Ein Zugriff auf die Daten oder auch ein automatisierte Durchsuchen nach beliebigen Suchbegriffen beim De-Mail-Provider kann deshalb faktisch ausgeschlossen werden. Neben den zahlreichen technischen und organisatorischen Hürden müssten drei unterschiedliche Mitarbeiter eines akkreditierten und überprüften Providers mit hoher krimineller Energie zusammenwirken (und sich strafbar machen), um De-Mails beim Provider mitzulesen. Die hierfür aufzubringende kriminelle Energie und das technische Know-How sind dabei weit höher als es bei vergleichbaren papierbasierten Verfahren erforderlich wäre.

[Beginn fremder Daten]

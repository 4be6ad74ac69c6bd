//! Calendar service implementation
//!
//! This service assembles the month view: it loads the events overlapping the
//! visible weeks, applies the filter criteria, groups the result into day cells
//! and collects the month's events for the side panel.

use std::future::Future;
use chrono::{DateTime, NaiveDate, Utc};
use serde::Serialize;
use tracing::{debug, info};
use crate::calendar::{
    events_for_day, events_in_month, month_days, moon_info, FilterCriteria, GridOptions, LabelRules,
    MonthGrid, MoonInfo,
};
use crate::config::CalendarConfig;
use crate::database::EventRepository;
use crate::models::CalendarEvent;
use crate::utils::errors::{AstroClubError, Result};
use crate::utils::helpers::{end_of_day, start_of_day};
use crate::utils::logging::log_filter_applied;

/// Source of calendar events for a time window
pub trait EventSource {
    /// Events whose span overlaps `[from, to]`
    fn events_between(
        &self,
        from: DateTime<Utc>,
        to: DateTime<Utc>,
    ) -> impl Future<Output = Result<Vec<CalendarEvent>>> + Send;
}

impl EventSource for EventRepository {
    fn events_between(
        &self,
        from: DateTime<Utc>,
        to: DateTime<Utc>,
    ) -> impl Future<Output = Result<Vec<CalendarEvent>>> + Send {
        self.list_between(from, to)
    }
}

/// In-memory event source
#[derive(Debug, Clone, Default)]
pub struct StaticEventSource {
    events: Vec<CalendarEvent>,
}

impl StaticEventSource {
    pub fn new(events: Vec<CalendarEvent>) -> Self {
        Self { events }
    }
}

impl EventSource for StaticEventSource {
    fn events_between(
        &self,
        from: DateTime<Utc>,
        to: DateTime<Utc>,
    ) -> impl Future<Output = Result<Vec<CalendarEvent>>> + Send {
        let events: Vec<CalendarEvent> = self
            .events
            .iter()
            .filter(|event| event.overlaps(from, to))
            .cloned()
            .collect();
        async move { Ok(events) }
    }
}

/// Everything the month view renders
#[derive(Debug, Clone, Serialize)]
pub struct MonthView {
    pub grid: MonthGrid,
    /// Events starting in the month, for the side panel
    pub panel: Vec<CalendarEvent>,
    pub active_filters: usize,
    pub total_events: usize,
    pub matched_events: usize,
}

#[derive(Debug, Clone, Serialize)]
pub struct DayAgenda {
    pub date: NaiveDate,
    pub moon: MoonInfo,
    pub entries: Vec<AgendaEntry>,
}

#[derive(Debug, Clone, Serialize)]
pub struct AgendaEntry {
    pub event: CalendarEvent,
    pub time_label: String,
    pub status: Option<&'static str>,
}

/// Calendar service for building month and day views
#[derive(Clone)]
pub struct CalendarService<S> {
    source: S,
    config: CalendarConfig,
}

impl<S: EventSource> CalendarService<S> {
    pub fn new(source: S, config: CalendarConfig) -> Self {
        Self { source, config }
    }

    pub fn config(&self) -> &CalendarConfig {
        &self.config
    }

    /// Build the month grid for `year`/`month` with the given filters applied
    pub async fn month_view(&self, year: i32, month: u32, criteria: &FilterCriteria, today: NaiveDate) -> Result<MonthView> {
        let week_start = self.config.week_start();
        let days = month_days(year, month, week_start)?;
        let (Some(&first), Some(&last)) = (days.first(), days.last()) else {
            return Err(AstroClubError::InvalidInput(format!("No days to show for {year}-{month:02}")));
        };

        debug!(year = year, month = month, from = %first, to = %last, "Loading month events");
        let events = self.source.events_between(start_of_day(first), end_of_day(last)).await?;
        let filtered = criteria.apply(&events);
        log_filter_applied(criteria.active_count(), events.len(), filtered.len());

        let options = GridOptions {
            max_visible: self.config.max_events_per_day,
            week_start,
            today,
        };
        let grid = MonthGrid::build(year, month, &filtered, options)?;
        let panel = events_in_month(&filtered, year, month)?.into_iter().cloned().collect();

        info!(year = year, month = month, total = events.len(), matched = filtered.len(), "Month view built");

        Ok(MonthView {
            grid,
            panel,
            active_filters: criteria.active_count(),
            total_events: events.len(),
            matched_events: filtered.len(),
        })
    }

    /// Events of a single day with their labels, relative to `now`
    pub async fn day_agenda(&self, day: NaiveDate, criteria: &FilterCriteria, now: DateTime<Utc>) -> Result<DayAgenda> {
        let events = self.source.events_between(start_of_day(day), end_of_day(day)).await?;
        let filtered = criteria.apply(&events);
        let rules = LabelRules::try_from(&self.config)?;

        let entries = events_for_day(&filtered, day)
            .into_iter()
            .map(|event| AgendaEntry {
                time_label: rules.time_label(event),
                status: rules.status_badge(event, now).map(|status| status.label()),
                event: event.clone(),
            })
            .collect();

        Ok(DayAgenda {
            date: day,
            moon: moon_info(day),
            entries,
        })
    }
}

Nutzer, die Verfahren zur Ende-zu-Ende-Verschlüsselung über die entsprechenden Installationen auf ihren Endgeräten im Einsatz haben, können diese einfach zusätzlich einsetzen. Für alle anderen Nutzer sollen durch De-Mail keine unnötigen Hürden aufgebaut werden, um grundlegende Sicherheits-funktionen endlich mehr in die breite Nutzung zu bringen.